◆ Exercise details ◆
I would like the number of lines in the data that contain the word "await". Please give that number alone.
[Start of Attachment]
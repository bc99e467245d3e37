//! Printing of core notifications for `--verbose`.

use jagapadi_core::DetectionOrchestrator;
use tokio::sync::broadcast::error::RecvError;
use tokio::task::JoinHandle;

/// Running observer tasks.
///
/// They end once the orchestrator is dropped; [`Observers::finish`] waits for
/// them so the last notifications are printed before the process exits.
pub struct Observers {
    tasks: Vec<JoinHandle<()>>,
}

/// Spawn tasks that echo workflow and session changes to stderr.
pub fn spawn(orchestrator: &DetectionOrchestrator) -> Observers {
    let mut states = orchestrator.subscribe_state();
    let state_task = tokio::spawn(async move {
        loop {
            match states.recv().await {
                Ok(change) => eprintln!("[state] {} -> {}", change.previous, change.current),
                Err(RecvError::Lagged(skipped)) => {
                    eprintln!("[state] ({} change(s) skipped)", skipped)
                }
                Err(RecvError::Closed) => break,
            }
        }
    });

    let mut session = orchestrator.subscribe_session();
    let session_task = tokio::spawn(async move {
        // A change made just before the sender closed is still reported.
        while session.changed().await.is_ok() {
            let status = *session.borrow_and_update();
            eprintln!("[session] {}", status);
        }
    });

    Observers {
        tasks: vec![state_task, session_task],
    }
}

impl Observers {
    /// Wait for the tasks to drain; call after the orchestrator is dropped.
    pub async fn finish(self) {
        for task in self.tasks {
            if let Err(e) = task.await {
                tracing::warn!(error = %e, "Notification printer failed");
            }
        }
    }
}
[End of Attachment]
◆ Output ◆
3